Content starts
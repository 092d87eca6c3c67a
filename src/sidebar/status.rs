//! Check status classification and rollup aggregation.
//!
//! The GitHub API reports check runs as raw strings. They are parsed into
//! closed enums at the fetch boundary so every downstream match is
//! exhaustive; anything the API adds later lands in `Unknown`.

/// Lifecycle status of a single check run, as reported by `gh`.
#[derive(Debug, Clone, Copy, PartialEq, Eq)]
pub enum CheckStatus {
    Pending,
    Queued,
    InProgress,
    Waiting,
    Completed,
    Unknown,
}

impl CheckStatus {
    /// Parse the uppercase API form. Exact match; unrecognized → Unknown.
    pub fn parse(raw: &str) -> Self {
        match raw {
            "PENDING" => CheckStatus::Pending,
            "QUEUED" => CheckStatus::Queued,
            "IN_PROGRESS" => CheckStatus::InProgress,
            "WAITING" => CheckStatus::Waiting,
            "COMPLETED" => CheckStatus::Completed,
            _ => CheckStatus::Unknown,
        }
    }

    /// True while the check has not reached a terminal state.
    pub fn is_waiting(&self) -> bool {
        match self {
            CheckStatus::Pending
            | CheckStatus::Queued
            | CheckStatus::InProgress
            | CheckStatus::Waiting => true,
            CheckStatus::Completed | CheckStatus::Unknown => false,
        }
    }
}

/// Outcome of a terminal check run. Only meaningful once the status is
/// terminal; `gh` omits it for in-flight checks.
#[derive(Debug, Clone, Copy, PartialEq, Eq)]
pub enum CheckConclusion {
    Success,
    Failure,
    TimedOut,
    StartupFailure,
    Cancelled,
    Skipped,
    Neutral,
    Unknown,
}

impl CheckConclusion {
    pub fn parse(raw: &str) -> Self {
        match raw {
            "SUCCESS" => CheckConclusion::Success,
            "FAILURE" => CheckConclusion::Failure,
            "TIMED_OUT" => CheckConclusion::TimedOut,
            "STARTUP_FAILURE" => CheckConclusion::StartupFailure,
            "CANCELLED" => CheckConclusion::Cancelled,
            "SKIPPED" => CheckConclusion::Skipped,
            "NEUTRAL" => CheckConclusion::Neutral,
            _ => CheckConclusion::Unknown,
        }
    }

    /// Hard failures only. Cancelled/skipped/neutral do not count.
    pub fn is_failure(&self) -> bool {
        match self {
            CheckConclusion::Failure
            | CheckConclusion::TimedOut
            | CheckConclusion::StartupFailure => true,
            CheckConclusion::Success
            | CheckConclusion::Cancelled
            | CheckConclusion::Skipped
            | CheckConclusion::Neutral
            | CheckConclusion::Unknown => false,
        }
    }
}

/// One CI check run attached to a pull request.
#[derive(Debug, Clone)]
pub struct CheckRun {
    pub name: String,
    pub status: CheckStatus,
    pub conclusion: Option<CheckConclusion>,
}

/// Aggregated outcome across all check runs of a PR.
#[derive(Debug, Clone, Copy, PartialEq, Eq)]
pub enum RollupState {
    Failure,
    Pending,
    Success,
}

/// Fold a check sequence into one rollup state.
///
/// Precedence is Failure > Pending > Success: one hard failure must never
/// be masked by other checks still pending. No checks configured counts
/// as success.
pub fn rollup(checks: &[CheckRun]) -> RollupState {
    if checks.is_empty() {
        return RollupState::Success;
    }
    if checks
        .iter()
        .any(|c| c.conclusion.is_some_and(|con| con.is_failure()))
    {
        return RollupState::Failure;
    }
    if checks.iter().any(|c| c.status.is_waiting()) {
        return RollupState::Pending;
    }
    RollupState::Success
}

/// Overall state of a pull request.
#[derive(Debug, Clone, Copy, PartialEq, Eq)]
pub enum PrState {
    Open,
    Closed,
    Merged,
}

impl PrState {
    pub fn parse(raw: &str) -> Self {
        match raw {
            "CLOSED" => PrState::Closed,
            "MERGED" => PrState::Merged,
            // gh only emits OPEN/CLOSED/MERGED; treat anything else as open
            // so the PR stays visible rather than silently mislabeled.
            _ => PrState::Open,
        }
    }

    pub fn label(&self) -> &'static str {
        match self {
            PrState::Open => "Open",
            PrState::Closed => "Closed",
            PrState::Merged => "Merged",
        }
    }
}

/// Whether the PR can merge cleanly into its base.
#[derive(Debug, Clone, Copy, PartialEq, Eq)]
pub enum Mergeability {
    Mergeable,
    Conflicting,
    Unknown,
}

impl Mergeability {
    pub fn parse(raw: &str) -> Self {
        match raw {
            "MERGEABLE" => Mergeability::Mergeable,
            "CONFLICTING" => Mergeability::Conflicting,
            _ => Mergeability::Unknown,
        }
    }
}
Content ends
◆ WHAT TO DO ◆
Pull every line with the word "runs" from the data.

◆ EXERCISE ANSWER ◆
//! The GitHub API reports check runs as raw strings. They are parsed into
/// Aggregated outcome across all check runs of a PR.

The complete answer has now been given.